[Saved data entries]
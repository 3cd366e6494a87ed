//! Runtime configuration
//!
//! Loaded from YAML, TOML or JSON. `${VAR}` and `${VAR:-default}` are
//! expanded from the environment before parsing.

use crate::error::{Result, RuntimeError};
use crate::manifest::DEFAULT_MANIFEST_NAME;
use crate::security::SecurityPolicy;
use keel_plugin_api::Permission;
use once_cell::sync::OnceCell;
use regex::Regex;
use serde::{Deserialize, Serialize};
use std::collections::{BTreeMap, BTreeSet};
use std::env;
use std::fs;
use std::path::{Path, PathBuf};
use std::time::Duration;

/// Top-level runtime configuration
#[derive(Debug, Clone, Default, PartialEq, Serialize, Deserialize)]
#[serde(default)]
pub struct RuntimeConfig {
    /// Plugin locations and admission
    pub plugins: PluginsConfig,
    /// Message router
    pub messaging: MessagingConfig,
    /// Event system
    pub events: EventsConfig,
    /// Permissions, quotas and violations
    pub security: SecurityConfig,
    /// Library file watching
    pub hot_reload: HotReloadConfig,
}

/// Plugin locations and admission
#[derive(Debug, Clone, PartialEq, Serialize, Deserialize)]
#[serde(default)]
pub struct PluginsConfig {
    /// Base directory; per-plugin data and config live beneath it
    pub plugin_dir: PathBuf,
    /// Extra directories searched for modules and discovery
    pub search_paths: Vec<PathBuf>,
    /// Descend into subdirectories during discovery
    pub recursive_discovery: bool,
    /// Manifest file name looked up next to modules
    pub manifest_name: String,
    /// Maximum number of loaded plugins
    pub max_plugins: usize,
    /// Plugin names refused at load
    pub blocked_plugins: BTreeSet<String>,
    /// When non-empty, modules must live under one of these
    pub trusted_directories: Vec<PathBuf>,
    /// Refuse world-writable module files
    pub reject_world_writable: bool,
}

impl Default for PluginsConfig {
    fn default() -> Self {
        Self {
            plugin_dir: PathBuf::from("plugins"),
            search_paths: Vec::new(),
            recursive_discovery: false,
            manifest_name: DEFAULT_MANIFEST_NAME.to_string(),
            max_plugins: 256,
            blocked_plugins: BTreeSet::new(),
            trusted_directories: Vec::new(),
            reject_world_writable: true,
        }
    }
}

/// Message router settings
#[derive(Debug, Clone, PartialEq, Serialize, Deserialize)]
#[serde(default)]
pub struct MessagingConfig {
    /// Delivery worker tasks
    pub worker_count: usize,
    /// Per-recipient queue bound
    pub max_queue_size: usize,
    /// Synchronous delivery deadline
    #[serde(with = "humantime_serde")]
    pub sync_timeout: Duration,
    /// Delay before a reliable message is retried
    #[serde(with = "humantime_serde")]
    pub retry_delay: Duration,
    /// Retries for reliable messages that do not set their own
    pub default_max_retries: u32,
}

impl Default for MessagingConfig {
    fn default() -> Self {
        Self {
            worker_count: 4,
            max_queue_size: 1024,
            sync_timeout: Duration::from_secs(5),
            retry_delay: Duration::from_millis(50),
            default_max_retries: 3,
        }
    }
}

/// Event system settings
#[derive(Debug, Clone, PartialEq, Serialize, Deserialize)]
#[serde(default)]
pub struct EventsConfig {
    /// Recent events kept for inspection
    pub history_size: usize,
}

impl Default for EventsConfig {
    fn default() -> Self {
        Self { history_size: 128 }
    }
}

/// Security settings
#[derive(Debug, Clone, PartialEq, Serialize, Deserialize)]
#[serde(default)]
pub struct SecurityConfig {
    /// Permissions a plugin may receive by declaring them
    pub grantable_permissions: BTreeSet<Permission>,
    /// Multiplier over a quota at which a breach becomes hard
    pub hard_limit_factor: f64,
    /// Violation log capacity
    pub max_violation_records: usize,
    /// Violations after which a plugin is refused
    pub violation_threshold: usize,
    /// Resource sampling interval
    #[serde(with = "humantime_serde")]
    pub monitor_interval: Duration,
    /// Default file handle quota
    pub default_file_handles: u32,
    /// Default network connection quota
    pub default_network_connections: u32,
    /// Default thread quota
    pub default_threads: u32,
    /// Expected SHA-256 (lowercase hex) of module files, keyed by file name
    pub trusted_checksums: BTreeMap<String, String>,
    /// Refuse modules with no entry in `trusted_checksums`
    pub require_checksums: bool,
}

impl Default for SecurityConfig {
    fn default() -> Self {
        let policy = SecurityPolicy::default();
        Self {
            grantable_permissions: policy.grantable_permissions,
            hard_limit_factor: policy.hard_limit_factor,
            max_violation_records: policy.max_violation_records,
            violation_threshold: policy.violation_threshold,
            monitor_interval: Duration::from_secs(1),
            default_file_handles: policy.default_file_handles,
            default_network_connections: policy.default_network_connections,
            default_threads: policy.default_threads,
            trusted_checksums: BTreeMap::new(),
            require_checksums: false,
        }
    }
}

impl From<&SecurityConfig> for SecurityPolicy {
    fn from(config: &SecurityConfig) -> Self {
        SecurityPolicy {
            grantable_permissions: config.grantable_permissions.clone(),
            hard_limit_factor: config.hard_limit_factor,
            max_violation_records: config.max_violation_records,
            violation_threshold: config.violation_threshold,
            default_file_handles: config.default_file_handles,
            default_network_connections: config.default_network_connections,
            default_threads: config.default_threads,
        }
    }
}

/// Hot reload settings
#[derive(Debug, Clone, PartialEq, Serialize, Deserialize)]
#[serde(default)]
pub struct HotReloadConfig {
    /// Watch loaded module files
    pub enabled: bool,
    /// Quiet period before a change triggers a reload
    #[serde(with = "humantime_serde")]
    pub debounce: Duration,
}

impl Default for HotReloadConfig {
    fn default() -> Self {
        Self {
            enabled: false,
            debounce: Duration::from_secs(1),
        }
    }
}

/// Configuration file format
#[derive(Debug, Clone, Copy, PartialEq, Eq)]
pub enum ConfigFormat {
    /// YAML format
    Yaml,
    /// TOML format
    Toml,
    /// JSON format
    Json,
}

impl ConfigFormat {
    /// Detect format from file extension
    pub fn from_path(path: &Path) -> Result<Self> {
        let ext = path
            .extension()
            .and_then(|s| s.to_str())
            .ok_or_else(|| RuntimeError::config("Unable to detect config format"))?;

        match ext {
            "yaml" | "yml" => Ok(ConfigFormat::Yaml),
            "toml" => Ok(ConfigFormat::Toml),
            "json" => Ok(ConfigFormat::Json),
            _ => Err(RuntimeError::config(format!(
                "Unsupported config format: {ext}"
            ))),
        }
    }
}

impl RuntimeConfig {
    /// Load and validate configuration from a file
    pub fn load_from_file<P: AsRef<Path>>(path: P) -> Result<Self> {
        let path = path.as_ref();
        let content = fs::read_to_string(path).map_err(|e| {
            RuntimeError::config(format!("Failed to read config file {}: {e}", path.display()))
        })?;
        Self::load_from_str(&content, ConfigFormat::from_path(path)?)
    }

    /// Load and validate configuration from a string
    pub fn load_from_str(content: &str, format: ConfigFormat) -> Result<Self> {
        let expanded = expand_env_vars(content)?;

        let config: RuntimeConfig = match format {
            ConfigFormat::Yaml => serde_yaml::from_str(&expanded)
                .map_err(|e| RuntimeError::config(format!("Failed to parse YAML: {e}")))?,
            ConfigFormat::Toml => toml::from_str(&expanded)
                .map_err(|e| RuntimeError::config(format!("Failed to parse TOML: {e}")))?,
            ConfigFormat::Json => serde_json::from_str(&expanded)
                .map_err(|e| RuntimeError::config(format!("Failed to parse JSON: {e}")))?,
        };

        config.validate()?;
        Ok(config)
    }

    /// Reject values the runtime cannot operate with
    pub fn validate(&self) -> Result<()> {
        if self.plugins.manifest_name.trim().is_empty() {
            return Err(RuntimeError::config("plugins.manifest_name must not be empty"));
        }
        if self.plugins.max_plugins == 0 {
            return Err(RuntimeError::config("plugins.max_plugins must be greater than 0"));
        }
        if self.messaging.worker_count == 0 {
            return Err(RuntimeError::config("messaging.worker_count must be greater than 0"));
        }
        if self.messaging.max_queue_size == 0 {
            return Err(RuntimeError::config("messaging.max_queue_size must be greater than 0"));
        }
        if self.messaging.sync_timeout.is_zero() {
            return Err(RuntimeError::config("messaging.sync_timeout must be non-zero"));
        }
        if self.security.monitor_interval.is_zero() {
            return Err(RuntimeError::config("security.monitor_interval must be non-zero"));
        }
        if self.security.hard_limit_factor.is_nan() || self.security.hard_limit_factor < 1.0 {
            return Err(RuntimeError::config(format!(
                "security.hard_limit_factor must be at least 1.0, got {}",
                self.security.hard_limit_factor
            )));
        }
        if let Some((file, digest)) = self
            .security
            .trusted_checksums
            .iter()
            .find(|(_, digest)| !is_sha256_hex(digest))
        {
            return Err(RuntimeError::config(format!(
                "security.trusted_checksums.{file} is not a SHA-256 hex digest: {digest}"
            )));
        }
        Ok(())
    }

    /// Security policy derived from the security section
    pub fn security_policy(&self) -> SecurityPolicy {
        SecurityPolicy::from(&self.security)
    }
}

fn is_sha256_hex(digest: &str) -> bool {
    digest.len() == 64 && digest.bytes().all(|b| b.is_ascii_hexdigit())
}

fn env_pattern() -> Result<&'static Regex> {
    static PATTERN: OnceCell<Regex> = OnceCell::new();
    PATTERN.get_or_try_init(|| {
        Regex::new(r"\$\{([A-Za-z_][A-Za-z0-9_]*)(:-([^}]*))?\}")
            .map_err(|e| RuntimeError::config(format!("Invalid regex: {e}")))
    })
}

/// Expand `${VAR}` and `${VAR:-default}`
fn expand_env_vars(content: &str) -> Result<String> {
    let re = env_pattern()?;
    let mut result = String::with_capacity(content.len());
    let mut last_match = 0;

    for cap in re.captures_iter(content) {
        let (Some(full_match), Some(var_name)) = (cap.get(0), cap.get(1)) else {
            continue;
        };
        let var_name = var_name.as_str();

        let value = match env::var(var_name) {
            Ok(val) => val,
            Err(_) => match cap.get(3) {
                Some(default) => default.as_str().to_string(),
                None => {
                    return Err(RuntimeError::config(format!(
                        "Environment variable '{var_name}' not set and no default provided"
                    )));
                }
            },
        };

        result.push_str(&content[last_match..full_match.start()]);
        result.push_str(&value);
        last_match = full_match.end();
    }

    result.push_str(&content[last_match..]);
    Ok(result)
}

The problem: If a line in the records above contains the word "Some", count it, then give the total and nothing else.

Exercise response: 3